What you give must be exactly the lines of the material from the first through the line that contains "definition JSON file", inclusive, and no others.

:::

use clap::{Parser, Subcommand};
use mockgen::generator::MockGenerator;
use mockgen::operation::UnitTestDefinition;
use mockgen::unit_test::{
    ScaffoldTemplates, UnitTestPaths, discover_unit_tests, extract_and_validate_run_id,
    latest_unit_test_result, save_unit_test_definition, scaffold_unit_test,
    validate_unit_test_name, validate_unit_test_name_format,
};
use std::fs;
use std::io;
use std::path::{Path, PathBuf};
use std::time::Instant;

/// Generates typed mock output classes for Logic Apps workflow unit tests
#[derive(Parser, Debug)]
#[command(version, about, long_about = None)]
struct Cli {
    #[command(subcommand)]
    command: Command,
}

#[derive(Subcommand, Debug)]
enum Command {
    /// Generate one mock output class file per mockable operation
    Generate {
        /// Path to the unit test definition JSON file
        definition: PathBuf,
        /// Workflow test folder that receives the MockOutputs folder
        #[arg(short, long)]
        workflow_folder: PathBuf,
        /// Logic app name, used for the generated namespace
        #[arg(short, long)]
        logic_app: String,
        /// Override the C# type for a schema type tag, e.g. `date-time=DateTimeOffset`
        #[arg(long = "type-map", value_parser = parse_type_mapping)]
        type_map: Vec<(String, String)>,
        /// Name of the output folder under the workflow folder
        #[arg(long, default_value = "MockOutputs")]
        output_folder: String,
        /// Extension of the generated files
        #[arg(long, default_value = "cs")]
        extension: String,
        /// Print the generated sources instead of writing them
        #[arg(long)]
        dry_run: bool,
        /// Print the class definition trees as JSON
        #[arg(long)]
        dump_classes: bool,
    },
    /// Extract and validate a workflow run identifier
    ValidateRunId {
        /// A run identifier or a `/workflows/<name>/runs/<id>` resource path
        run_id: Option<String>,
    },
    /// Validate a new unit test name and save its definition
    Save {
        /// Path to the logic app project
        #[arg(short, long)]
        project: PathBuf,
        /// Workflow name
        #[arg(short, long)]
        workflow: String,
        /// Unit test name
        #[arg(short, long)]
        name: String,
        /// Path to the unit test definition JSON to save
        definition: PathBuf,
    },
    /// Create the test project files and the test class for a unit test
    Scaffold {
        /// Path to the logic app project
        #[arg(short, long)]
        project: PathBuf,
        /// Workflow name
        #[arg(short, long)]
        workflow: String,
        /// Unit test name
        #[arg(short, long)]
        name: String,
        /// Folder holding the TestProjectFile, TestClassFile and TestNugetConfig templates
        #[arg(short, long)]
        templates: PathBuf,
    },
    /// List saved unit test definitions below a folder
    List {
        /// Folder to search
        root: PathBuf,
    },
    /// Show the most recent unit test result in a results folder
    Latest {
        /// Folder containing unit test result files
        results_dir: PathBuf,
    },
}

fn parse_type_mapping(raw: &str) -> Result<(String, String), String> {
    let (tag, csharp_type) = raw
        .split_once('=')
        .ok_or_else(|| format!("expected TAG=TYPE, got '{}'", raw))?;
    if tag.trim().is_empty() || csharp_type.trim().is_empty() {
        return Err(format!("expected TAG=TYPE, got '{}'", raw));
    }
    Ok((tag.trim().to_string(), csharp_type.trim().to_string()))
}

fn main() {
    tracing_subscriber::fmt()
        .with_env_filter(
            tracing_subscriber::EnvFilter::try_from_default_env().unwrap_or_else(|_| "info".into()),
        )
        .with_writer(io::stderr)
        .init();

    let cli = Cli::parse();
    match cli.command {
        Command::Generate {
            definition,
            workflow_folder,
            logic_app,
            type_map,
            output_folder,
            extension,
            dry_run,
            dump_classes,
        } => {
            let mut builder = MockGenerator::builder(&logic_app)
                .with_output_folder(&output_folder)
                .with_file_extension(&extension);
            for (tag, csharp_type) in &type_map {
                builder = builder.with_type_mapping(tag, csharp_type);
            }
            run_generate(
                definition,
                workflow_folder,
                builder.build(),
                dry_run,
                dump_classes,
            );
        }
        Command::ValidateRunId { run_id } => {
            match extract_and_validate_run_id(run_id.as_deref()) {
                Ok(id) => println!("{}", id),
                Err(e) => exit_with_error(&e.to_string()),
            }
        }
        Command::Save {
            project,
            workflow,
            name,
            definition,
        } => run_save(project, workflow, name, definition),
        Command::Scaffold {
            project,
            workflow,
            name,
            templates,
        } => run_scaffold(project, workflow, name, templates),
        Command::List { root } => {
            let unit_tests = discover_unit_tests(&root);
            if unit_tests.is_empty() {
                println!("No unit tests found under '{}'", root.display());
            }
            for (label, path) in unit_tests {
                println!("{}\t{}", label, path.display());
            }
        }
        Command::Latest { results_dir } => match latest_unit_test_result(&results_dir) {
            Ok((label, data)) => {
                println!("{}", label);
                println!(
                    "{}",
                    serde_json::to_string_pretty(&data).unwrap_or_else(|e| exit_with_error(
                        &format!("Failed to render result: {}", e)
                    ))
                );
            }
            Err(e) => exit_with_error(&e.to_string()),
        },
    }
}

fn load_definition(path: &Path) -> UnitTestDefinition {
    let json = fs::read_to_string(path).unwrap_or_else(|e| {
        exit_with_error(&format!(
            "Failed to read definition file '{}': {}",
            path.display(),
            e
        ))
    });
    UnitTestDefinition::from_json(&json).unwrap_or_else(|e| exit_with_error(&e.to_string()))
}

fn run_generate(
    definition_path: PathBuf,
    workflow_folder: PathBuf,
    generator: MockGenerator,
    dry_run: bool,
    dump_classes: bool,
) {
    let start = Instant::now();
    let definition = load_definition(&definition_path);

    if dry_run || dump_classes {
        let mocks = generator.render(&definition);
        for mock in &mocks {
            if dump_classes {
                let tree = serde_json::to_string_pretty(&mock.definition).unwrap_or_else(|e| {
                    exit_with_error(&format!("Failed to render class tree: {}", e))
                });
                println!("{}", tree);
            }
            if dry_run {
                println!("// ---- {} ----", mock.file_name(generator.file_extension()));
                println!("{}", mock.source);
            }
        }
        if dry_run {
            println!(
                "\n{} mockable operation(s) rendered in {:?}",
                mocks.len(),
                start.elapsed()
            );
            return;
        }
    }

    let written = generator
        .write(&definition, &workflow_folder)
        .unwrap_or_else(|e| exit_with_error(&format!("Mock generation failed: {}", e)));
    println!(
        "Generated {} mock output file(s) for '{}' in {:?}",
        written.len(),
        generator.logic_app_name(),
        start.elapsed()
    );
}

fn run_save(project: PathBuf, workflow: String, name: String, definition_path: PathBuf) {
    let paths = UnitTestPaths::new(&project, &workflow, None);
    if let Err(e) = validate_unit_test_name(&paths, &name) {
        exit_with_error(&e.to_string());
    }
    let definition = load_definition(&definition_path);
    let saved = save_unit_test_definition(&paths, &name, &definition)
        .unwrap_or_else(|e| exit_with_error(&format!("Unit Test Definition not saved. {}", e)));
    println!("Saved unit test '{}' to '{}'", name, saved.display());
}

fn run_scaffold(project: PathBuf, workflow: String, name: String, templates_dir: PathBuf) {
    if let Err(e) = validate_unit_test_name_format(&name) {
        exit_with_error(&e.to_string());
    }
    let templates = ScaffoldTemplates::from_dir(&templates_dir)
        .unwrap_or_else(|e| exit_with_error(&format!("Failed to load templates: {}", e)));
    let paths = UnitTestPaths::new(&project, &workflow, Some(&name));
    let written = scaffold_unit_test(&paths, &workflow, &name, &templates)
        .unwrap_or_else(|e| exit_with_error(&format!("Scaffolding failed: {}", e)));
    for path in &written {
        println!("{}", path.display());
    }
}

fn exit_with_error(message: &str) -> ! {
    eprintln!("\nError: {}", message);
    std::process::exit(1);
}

:::

- ANSWER FOR THE TASK
use clap::{Parser, Subcommand};
use mockgen::generator::MockGenerator;
use mockgen::operation::UnitTestDefinition;
use mockgen::unit_test::{
    ScaffoldTemplates, UnitTestPaths, discover_unit_tests, extract_and_validate_run_id,
    latest_unit_test_result, save_unit_test_definition, scaffold_unit_test,
    validate_unit_test_name, validate_unit_test_name_format,
};
use std::fs;
use std::io;
use std::path::{Path, PathBuf};
use std::time::Instant;

/// Generates typed mock output classes for Logic Apps workflow unit tests
#[derive(Parser, Debug)]
#[command(version, about, long_about = None)]
struct Cli {
    #[command(subcommand)]
    command: Command,
}

#[derive(Subcommand, Debug)]
enum Command {
    /// Generate one mock output class file per mockable operation
    Generate {
        /// Path to the unit test definition JSON file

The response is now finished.